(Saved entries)
──────
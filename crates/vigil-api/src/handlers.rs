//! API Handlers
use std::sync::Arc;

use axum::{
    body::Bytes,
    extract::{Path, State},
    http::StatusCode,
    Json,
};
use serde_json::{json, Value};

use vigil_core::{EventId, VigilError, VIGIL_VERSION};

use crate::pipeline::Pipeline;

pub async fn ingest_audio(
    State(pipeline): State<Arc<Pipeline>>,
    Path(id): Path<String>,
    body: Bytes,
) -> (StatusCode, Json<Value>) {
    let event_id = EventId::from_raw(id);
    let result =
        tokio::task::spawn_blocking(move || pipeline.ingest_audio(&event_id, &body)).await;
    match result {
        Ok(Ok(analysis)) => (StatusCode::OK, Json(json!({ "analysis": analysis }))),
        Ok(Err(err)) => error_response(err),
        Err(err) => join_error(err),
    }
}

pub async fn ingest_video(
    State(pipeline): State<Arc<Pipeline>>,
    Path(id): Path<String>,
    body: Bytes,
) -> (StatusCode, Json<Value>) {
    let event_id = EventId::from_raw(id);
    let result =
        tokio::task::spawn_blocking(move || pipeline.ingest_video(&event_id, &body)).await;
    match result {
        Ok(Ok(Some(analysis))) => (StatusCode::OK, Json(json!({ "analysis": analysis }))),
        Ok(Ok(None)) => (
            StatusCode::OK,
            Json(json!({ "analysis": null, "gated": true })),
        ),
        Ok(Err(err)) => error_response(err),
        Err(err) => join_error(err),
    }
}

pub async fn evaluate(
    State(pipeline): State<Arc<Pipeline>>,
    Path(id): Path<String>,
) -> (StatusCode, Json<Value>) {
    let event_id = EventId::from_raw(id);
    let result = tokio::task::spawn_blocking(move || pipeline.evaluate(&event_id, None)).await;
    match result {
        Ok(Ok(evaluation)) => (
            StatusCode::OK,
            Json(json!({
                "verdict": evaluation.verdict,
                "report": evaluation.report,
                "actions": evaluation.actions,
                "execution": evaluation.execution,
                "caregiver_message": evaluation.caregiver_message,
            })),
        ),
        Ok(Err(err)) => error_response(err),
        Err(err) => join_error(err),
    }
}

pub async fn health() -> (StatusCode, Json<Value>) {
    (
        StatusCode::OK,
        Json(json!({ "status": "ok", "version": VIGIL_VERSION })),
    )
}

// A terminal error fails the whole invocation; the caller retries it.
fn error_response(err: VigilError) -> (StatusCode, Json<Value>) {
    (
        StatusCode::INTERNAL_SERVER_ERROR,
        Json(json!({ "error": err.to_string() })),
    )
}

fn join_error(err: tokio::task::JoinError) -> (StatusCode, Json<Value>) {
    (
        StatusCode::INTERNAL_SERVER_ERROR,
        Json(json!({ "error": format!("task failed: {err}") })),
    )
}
──────
* **TRY IT**
Repeat the records above with every character intact.

* **WRITTEN RESPONSE**
filename crates/vigil-api/src/handlers.rs
//! API Handlers
use std::sync::Arc;

use axum::{
    body::Bytes,
    extract::{Path, State},
    http::StatusCode,
    Json,
};
use serde_json::{json, Value};

use vigil_core::{EventId, VigilError, VIGIL_VERSION};

use crate::pipeline::Pipeline;

pub async fn ingest_audio(
    State(pipeline): State<Arc<Pipeline>>,
    Path(id): Path<String>,
    body: Bytes,
) -> (StatusCode, Json<Value>) {
    let event_id = EventId::from_raw(id);
    let result =
        tokio::task::spawn_blocking(move || pipeline.ingest_audio(&event_id, &body)).await;
    match result {
        Ok(Ok(analysis)) => (StatusCode::OK, Json(json!({ "analysis": analysis }))),
        Ok(Err(err)) => error_response(err),
        Err(err) => join_error(err),
    }
}

pub async fn ingest_video(
    State(pipeline): State<Arc<Pipeline>>,
    Path(id): Path<String>,
    body: Bytes,
) -> (StatusCode, Json<Value>) {
    let event_id = EventId::from_raw(id);
    let result =
        tokio::task::spawn_blocking(move || pipeline.ingest_video(&event_id, &body)).await;
    match result {
        Ok(Ok(Some(analysis))) => (StatusCode::OK, Json(json!({ "analysis": analysis }))),
        Ok(Ok(None)) => (
            StatusCode::OK,
            Json(json!({ "analysis": null, "gated": true })),
        ),
        Ok(Err(err)) => error_response(err),
        Err(err) => join_error(err),
    }
}

pub async fn evaluate(
    State(pipeline): State<Arc<Pipeline>>,
    Path(id): Path<String>,
) -> (StatusCode, Json<Value>) {
    let event_id = EventId::from_raw(id);
    let result = tokio::task::spawn_blocking(move || pipeline.evaluate(&event_id, None)).await;
    match result {
        Ok(Ok(evaluation)) => (
            StatusCode::OK,
            Json(json!({
                "verdict": evaluation.verdict,
                "report": evaluation.report,
                "actions": evaluation.actions,
                "execution": evaluation.execution,
                "caregiver_message": evaluation.caregiver_message,
            })),
        ),
        Ok(Err(err)) => error_response(err),
        Err(err) => join_error(err),
    }
}

pub async fn health() -> (StatusCode, Json<Value>) {
    (
        StatusCode::OK,
        Json(json!({ "status": "ok", "version": VIGIL_VERSION })),
    )
}

// A terminal error fails the whole invocation; the caller retries it.
fn error_response(err: VigilError) -> (StatusCode, Json<Value>) {
    (
        StatusCode::INTERNAL_SERVER_ERROR,
        Json(json!({ "error": err.to_string() })),
    )
}

fn join_error(err: tokio::task::JoinError) -> (StatusCode, Json<Value>) {
    (
        StatusCode::INTERNAL_SERVER_ERROR,
        Json(json!({ "error": format!("task failed: {err}") })),
    )
}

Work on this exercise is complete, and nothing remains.